- _TRY IT_:
In the entries below, find each line with the word "Serialize" and pull it out.

START AVAILABLE RECORDS

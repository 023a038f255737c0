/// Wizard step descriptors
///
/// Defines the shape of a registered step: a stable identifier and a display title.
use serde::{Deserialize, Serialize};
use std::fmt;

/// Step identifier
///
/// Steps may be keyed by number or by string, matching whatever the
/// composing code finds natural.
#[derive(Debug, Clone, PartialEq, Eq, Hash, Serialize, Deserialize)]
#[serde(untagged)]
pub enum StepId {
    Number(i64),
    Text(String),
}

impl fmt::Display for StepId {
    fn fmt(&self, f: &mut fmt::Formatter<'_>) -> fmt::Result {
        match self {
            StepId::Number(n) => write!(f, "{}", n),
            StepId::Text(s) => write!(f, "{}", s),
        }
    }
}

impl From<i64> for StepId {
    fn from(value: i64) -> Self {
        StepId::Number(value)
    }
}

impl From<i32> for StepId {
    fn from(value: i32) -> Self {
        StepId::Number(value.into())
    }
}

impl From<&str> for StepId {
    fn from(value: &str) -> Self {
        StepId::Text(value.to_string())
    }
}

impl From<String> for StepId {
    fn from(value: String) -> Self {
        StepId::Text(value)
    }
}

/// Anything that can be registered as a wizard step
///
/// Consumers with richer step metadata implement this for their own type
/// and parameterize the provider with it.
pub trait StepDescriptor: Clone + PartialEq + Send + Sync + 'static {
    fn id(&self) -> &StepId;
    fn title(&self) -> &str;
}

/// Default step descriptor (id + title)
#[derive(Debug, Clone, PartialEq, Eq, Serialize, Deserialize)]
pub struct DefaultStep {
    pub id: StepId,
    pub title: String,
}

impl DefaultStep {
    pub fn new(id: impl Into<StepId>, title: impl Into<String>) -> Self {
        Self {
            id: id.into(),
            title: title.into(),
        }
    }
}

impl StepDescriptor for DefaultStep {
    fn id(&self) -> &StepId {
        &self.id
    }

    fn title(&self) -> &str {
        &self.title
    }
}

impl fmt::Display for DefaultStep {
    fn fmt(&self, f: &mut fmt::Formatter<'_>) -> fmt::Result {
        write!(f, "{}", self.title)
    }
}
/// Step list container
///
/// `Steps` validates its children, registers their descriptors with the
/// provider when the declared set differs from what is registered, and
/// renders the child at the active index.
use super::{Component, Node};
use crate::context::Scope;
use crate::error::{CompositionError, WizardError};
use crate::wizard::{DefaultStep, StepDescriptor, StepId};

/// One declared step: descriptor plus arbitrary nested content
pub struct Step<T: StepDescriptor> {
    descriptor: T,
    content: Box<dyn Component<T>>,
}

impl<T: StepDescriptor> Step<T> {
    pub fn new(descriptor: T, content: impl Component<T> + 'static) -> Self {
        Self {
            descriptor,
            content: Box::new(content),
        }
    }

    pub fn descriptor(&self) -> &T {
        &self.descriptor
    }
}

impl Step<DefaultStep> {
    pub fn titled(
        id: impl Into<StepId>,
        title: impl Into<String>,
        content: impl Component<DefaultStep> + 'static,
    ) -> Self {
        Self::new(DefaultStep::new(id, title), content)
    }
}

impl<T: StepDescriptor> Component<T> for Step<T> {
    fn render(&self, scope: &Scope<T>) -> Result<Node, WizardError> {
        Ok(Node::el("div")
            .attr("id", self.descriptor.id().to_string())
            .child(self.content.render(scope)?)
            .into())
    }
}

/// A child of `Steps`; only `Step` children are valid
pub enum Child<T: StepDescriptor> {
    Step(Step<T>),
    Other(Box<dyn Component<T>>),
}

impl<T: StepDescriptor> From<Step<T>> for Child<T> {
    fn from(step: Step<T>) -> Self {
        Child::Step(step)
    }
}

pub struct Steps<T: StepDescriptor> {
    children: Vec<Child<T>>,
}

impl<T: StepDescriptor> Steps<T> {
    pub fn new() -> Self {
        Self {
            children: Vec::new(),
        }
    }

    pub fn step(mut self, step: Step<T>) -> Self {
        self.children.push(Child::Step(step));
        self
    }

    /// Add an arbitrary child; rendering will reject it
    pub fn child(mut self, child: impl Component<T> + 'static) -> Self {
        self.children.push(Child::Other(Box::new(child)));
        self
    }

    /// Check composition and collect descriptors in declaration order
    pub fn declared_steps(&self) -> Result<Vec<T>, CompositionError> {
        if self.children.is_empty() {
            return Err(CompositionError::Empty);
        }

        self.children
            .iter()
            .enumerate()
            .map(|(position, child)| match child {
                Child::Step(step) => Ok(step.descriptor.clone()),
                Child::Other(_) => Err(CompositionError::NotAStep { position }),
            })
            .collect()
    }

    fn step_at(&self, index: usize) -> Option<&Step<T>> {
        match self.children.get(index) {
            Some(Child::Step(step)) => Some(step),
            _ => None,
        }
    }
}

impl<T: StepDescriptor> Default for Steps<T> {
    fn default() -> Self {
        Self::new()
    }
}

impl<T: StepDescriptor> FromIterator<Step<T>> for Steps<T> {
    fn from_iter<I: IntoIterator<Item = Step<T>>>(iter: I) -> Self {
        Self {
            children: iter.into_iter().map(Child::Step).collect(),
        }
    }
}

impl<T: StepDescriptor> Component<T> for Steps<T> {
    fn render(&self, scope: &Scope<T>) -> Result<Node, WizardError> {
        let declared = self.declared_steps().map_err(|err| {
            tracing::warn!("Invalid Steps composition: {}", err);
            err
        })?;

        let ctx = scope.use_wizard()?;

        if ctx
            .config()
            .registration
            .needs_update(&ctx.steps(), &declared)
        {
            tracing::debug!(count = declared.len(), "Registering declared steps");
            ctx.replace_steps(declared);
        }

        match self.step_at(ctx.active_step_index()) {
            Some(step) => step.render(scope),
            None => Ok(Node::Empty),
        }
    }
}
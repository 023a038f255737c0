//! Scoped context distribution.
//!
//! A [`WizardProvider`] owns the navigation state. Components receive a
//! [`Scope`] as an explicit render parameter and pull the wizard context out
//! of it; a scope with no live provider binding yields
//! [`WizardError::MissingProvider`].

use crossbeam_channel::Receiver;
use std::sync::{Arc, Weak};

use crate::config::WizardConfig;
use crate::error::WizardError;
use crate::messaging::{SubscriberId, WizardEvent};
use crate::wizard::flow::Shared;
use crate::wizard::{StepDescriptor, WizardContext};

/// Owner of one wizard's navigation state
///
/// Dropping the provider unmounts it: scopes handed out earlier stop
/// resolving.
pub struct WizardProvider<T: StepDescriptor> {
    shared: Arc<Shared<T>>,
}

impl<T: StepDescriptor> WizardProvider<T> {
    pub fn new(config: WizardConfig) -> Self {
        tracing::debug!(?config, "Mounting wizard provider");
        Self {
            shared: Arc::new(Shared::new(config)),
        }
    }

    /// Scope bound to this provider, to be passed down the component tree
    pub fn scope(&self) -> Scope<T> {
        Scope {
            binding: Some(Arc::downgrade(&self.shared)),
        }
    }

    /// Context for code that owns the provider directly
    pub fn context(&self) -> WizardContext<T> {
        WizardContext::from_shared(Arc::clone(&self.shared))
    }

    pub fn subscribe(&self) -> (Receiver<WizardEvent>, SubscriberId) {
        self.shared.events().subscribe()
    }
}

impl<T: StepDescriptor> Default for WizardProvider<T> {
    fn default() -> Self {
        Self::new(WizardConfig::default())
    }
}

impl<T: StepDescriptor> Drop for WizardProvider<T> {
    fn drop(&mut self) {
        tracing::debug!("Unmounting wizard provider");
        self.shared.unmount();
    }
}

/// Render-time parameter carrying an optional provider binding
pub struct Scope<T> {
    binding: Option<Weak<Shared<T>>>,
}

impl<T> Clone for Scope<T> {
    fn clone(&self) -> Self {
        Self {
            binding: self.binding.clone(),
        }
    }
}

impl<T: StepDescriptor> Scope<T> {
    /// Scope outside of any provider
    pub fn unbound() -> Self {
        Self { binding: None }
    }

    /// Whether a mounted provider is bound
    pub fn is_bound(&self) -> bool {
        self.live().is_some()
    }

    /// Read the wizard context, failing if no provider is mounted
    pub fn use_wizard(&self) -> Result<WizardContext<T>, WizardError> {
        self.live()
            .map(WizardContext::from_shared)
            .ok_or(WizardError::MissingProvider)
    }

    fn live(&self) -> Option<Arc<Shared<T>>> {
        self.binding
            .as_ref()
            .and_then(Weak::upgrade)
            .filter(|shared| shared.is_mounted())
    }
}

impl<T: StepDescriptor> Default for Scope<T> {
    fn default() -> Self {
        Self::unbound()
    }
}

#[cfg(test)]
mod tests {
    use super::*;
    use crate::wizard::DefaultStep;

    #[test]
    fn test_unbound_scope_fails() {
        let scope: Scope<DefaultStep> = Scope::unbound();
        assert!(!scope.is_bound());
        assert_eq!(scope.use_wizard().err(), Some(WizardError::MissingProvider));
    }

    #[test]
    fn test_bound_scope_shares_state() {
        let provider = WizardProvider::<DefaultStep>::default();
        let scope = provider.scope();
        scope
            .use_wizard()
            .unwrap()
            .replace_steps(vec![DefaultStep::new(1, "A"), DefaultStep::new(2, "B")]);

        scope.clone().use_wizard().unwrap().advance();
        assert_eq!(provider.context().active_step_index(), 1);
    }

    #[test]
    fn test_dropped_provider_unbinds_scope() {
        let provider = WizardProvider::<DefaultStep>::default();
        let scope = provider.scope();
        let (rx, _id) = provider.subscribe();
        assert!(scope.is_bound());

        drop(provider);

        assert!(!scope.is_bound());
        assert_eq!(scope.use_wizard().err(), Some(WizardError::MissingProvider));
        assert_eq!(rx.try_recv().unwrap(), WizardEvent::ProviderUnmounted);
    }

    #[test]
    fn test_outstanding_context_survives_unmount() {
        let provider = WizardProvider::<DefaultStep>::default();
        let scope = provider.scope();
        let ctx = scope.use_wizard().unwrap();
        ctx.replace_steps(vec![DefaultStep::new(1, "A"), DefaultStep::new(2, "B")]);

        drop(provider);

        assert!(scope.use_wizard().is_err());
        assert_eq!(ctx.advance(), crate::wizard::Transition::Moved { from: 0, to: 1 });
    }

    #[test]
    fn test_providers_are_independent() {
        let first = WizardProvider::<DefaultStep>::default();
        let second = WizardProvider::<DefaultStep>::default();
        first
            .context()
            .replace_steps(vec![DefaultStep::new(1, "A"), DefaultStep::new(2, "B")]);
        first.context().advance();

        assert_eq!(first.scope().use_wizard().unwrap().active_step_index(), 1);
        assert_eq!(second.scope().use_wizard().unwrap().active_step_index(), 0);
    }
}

END AVAILABLE RECORDS

- _WRITTEN RESPONSE_:
use serde::{Deserialize, Serialize};
#[derive(Debug, Clone, PartialEq, Eq, Hash, Serialize, Deserialize)]
#[derive(Debug, Clone, PartialEq, Eq, Serialize, Deserialize)]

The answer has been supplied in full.